*TASK DIRECTIONS*. Reproduce the data that follows precisely.

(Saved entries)
* * * * * * *
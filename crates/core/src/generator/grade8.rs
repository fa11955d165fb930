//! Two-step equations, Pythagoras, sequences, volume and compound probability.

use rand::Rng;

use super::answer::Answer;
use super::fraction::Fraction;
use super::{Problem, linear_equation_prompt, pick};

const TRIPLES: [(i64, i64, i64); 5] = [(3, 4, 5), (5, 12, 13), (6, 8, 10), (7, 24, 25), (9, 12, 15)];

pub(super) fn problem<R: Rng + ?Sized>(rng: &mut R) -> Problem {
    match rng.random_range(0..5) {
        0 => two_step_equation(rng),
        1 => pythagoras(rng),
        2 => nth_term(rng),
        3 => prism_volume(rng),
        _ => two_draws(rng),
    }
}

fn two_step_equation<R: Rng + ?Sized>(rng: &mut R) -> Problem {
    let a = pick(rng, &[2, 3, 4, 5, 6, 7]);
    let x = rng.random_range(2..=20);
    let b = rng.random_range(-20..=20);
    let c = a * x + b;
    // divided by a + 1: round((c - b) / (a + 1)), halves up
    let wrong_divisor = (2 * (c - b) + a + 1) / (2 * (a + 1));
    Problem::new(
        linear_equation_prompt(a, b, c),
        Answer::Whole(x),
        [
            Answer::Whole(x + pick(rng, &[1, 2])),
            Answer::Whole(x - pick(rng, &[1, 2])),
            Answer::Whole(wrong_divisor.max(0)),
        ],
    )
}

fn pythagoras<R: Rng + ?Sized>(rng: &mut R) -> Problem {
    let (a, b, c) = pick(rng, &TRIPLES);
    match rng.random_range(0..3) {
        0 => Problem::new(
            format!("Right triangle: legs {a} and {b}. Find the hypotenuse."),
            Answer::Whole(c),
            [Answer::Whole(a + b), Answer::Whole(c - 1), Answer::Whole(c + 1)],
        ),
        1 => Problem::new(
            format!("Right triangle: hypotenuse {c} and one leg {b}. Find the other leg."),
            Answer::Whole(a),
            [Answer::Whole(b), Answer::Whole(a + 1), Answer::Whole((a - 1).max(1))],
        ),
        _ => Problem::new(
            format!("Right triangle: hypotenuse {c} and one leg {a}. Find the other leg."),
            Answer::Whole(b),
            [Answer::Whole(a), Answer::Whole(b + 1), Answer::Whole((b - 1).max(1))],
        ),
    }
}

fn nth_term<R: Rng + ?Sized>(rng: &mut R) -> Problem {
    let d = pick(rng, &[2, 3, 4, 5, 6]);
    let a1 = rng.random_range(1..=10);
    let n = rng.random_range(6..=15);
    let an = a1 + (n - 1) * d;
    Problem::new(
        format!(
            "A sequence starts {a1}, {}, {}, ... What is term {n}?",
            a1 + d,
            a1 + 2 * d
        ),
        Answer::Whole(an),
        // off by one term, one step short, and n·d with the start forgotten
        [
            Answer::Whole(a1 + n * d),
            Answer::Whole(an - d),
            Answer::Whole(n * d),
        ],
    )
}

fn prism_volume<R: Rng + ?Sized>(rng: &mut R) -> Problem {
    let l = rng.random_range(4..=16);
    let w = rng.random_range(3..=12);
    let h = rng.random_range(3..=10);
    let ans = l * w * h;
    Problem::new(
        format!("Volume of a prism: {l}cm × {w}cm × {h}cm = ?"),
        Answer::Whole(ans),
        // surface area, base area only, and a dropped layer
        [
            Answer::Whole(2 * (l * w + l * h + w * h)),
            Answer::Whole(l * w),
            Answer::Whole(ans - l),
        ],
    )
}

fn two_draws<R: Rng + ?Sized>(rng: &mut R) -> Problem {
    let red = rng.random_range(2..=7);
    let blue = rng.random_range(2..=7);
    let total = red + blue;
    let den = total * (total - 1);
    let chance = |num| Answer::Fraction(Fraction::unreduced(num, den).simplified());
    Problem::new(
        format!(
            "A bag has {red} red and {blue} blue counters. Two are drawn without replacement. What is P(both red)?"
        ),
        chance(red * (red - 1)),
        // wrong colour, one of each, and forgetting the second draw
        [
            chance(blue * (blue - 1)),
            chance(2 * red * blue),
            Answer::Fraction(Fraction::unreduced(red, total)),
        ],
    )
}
* * * * * * *
*RESPONSE TO THE EXERCISE*.
filename crates/core/src/generator/grade8.rs
repository fa11955d165fb930
//! Two-step equations, Pythagoras, sequences, volume and compound probability.

use rand::Rng;

use super::answer::Answer;
use super::fraction::Fraction;
use super::{Problem, linear_equation_prompt, pick};

const TRIPLES: [(i64, i64, i64); 5] = [(3, 4, 5), (5, 12, 13), (6, 8, 10), (7, 24, 25), (9, 12, 15)];

pub(super) fn problem<R: Rng + ?Sized>(rng: &mut R) -> Problem {
    match rng.random_range(0..5) {
        0 => two_step_equation(rng),
        1 => pythagoras(rng),
        2 => nth_term(rng),
        3 => prism_volume(rng),
        _ => two_draws(rng),
    }
}

fn two_step_equation<R: Rng + ?Sized>(rng: &mut R) -> Problem {
    let a = pick(rng, &[2, 3, 4, 5, 6, 7]);
    let x = rng.random_range(2..=20);
    let b = rng.random_range(-20..=20);
    let c = a * x + b;
    // divided by a + 1: round((c - b) / (a + 1)), halves up
    let wrong_divisor = (2 * (c - b) + a + 1) / (2 * (a + 1));
    Problem::new(
        linear_equation_prompt(a, b, c),
        Answer::Whole(x),
        [
            Answer::Whole(x + pick(rng, &[1, 2])),
            Answer::Whole(x - pick(rng, &[1, 2])),
            Answer::Whole(wrong_divisor.max(0)),
        ],
    )
}

fn pythagoras<R: Rng + ?Sized>(rng: &mut R) -> Problem {
    let (a, b, c) = pick(rng, &TRIPLES);
    match rng.random_range(0..3) {
        0 => Problem::new(
            format!("Right triangle: legs {a} and {b}. Find the hypotenuse."),
            Answer::Whole(c),
            [Answer::Whole(a + b), Answer::Whole(c - 1), Answer::Whole(c + 1)],
        ),
        1 => Problem::new(
            format!("Right triangle: hypotenuse {c} and one leg {b}. Find the other leg."),
            Answer::Whole(a),
            [Answer::Whole(b), Answer::Whole(a + 1), Answer::Whole((a - 1).max(1))],
        ),
        _ => Problem::new(
            format!("Right triangle: hypotenuse {c} and one leg {a}. Find the other leg."),
            Answer::Whole(b),
            [Answer::Whole(a), Answer::Whole(b + 1), Answer::Whole((b - 1).max(1))],
        ),
    }
}

fn nth_term<R: Rng + ?Sized>(rng: &mut R) -> Problem {
    let d = pick(rng, &[2, 3, 4, 5, 6]);
    let a1 = rng.random_range(1..=10);
    let n = rng.random_range(6..=15);
    let an = a1 + (n - 1) * d;
    Problem::new(
        format!(
            "A sequence starts {a1}, {}, {}, ... What is term {n}?",
            a1 + d,
            a1 + 2 * d
        ),
        Answer::Whole(an),
        // off by one term, one step short, and n·d with the start forgotten
        [
            Answer::Whole(a1 + n * d),
            Answer::Whole(an - d),
            Answer::Whole(n * d),
        ],
    )
}

fn prism_volume<R: Rng + ?Sized>(rng: &mut R) -> Problem {
    let l = rng.random_range(4..=16);
    let w = rng.random_range(3..=12);
    let h = rng.random_range(3..=10);
    let ans = l * w * h;
    Problem::new(
        format!("Volume of a prism: {l}cm × {w}cm × {h}cm = ?"),
        Answer::Whole(ans),
        // surface area, base area only, and a dropped layer
        [
            Answer::Whole(2 * (l * w + l * h + w * h)),
            Answer::Whole(l * w),
            Answer::Whole(ans - l),
        ],
    )
}

fn two_draws<R: Rng + ?Sized>(rng: &mut R) -> Problem {
    let red = rng.random_range(2..=7);
    let blue = rng.random_range(2..=7);
    let total = red + blue;
    let den = total * (total - 1);
    let chance = |num| Answer::Fraction(Fraction::unreduced(num, den).simplified());
    Problem::new(
        format!(
            "A bag has {red} red and {blue} blue counters. Two are drawn without replacement. What is P(both red)?"
        ),
        chance(red * (red - 1)),
        // wrong colour, one of each, and forgetting the second draw
        [
            chance(blue * (blue - 1)),
            chance(2 * red * blue),
            Answer::Fraction(Fraction::unreduced(red, total)),
        ],
    )
}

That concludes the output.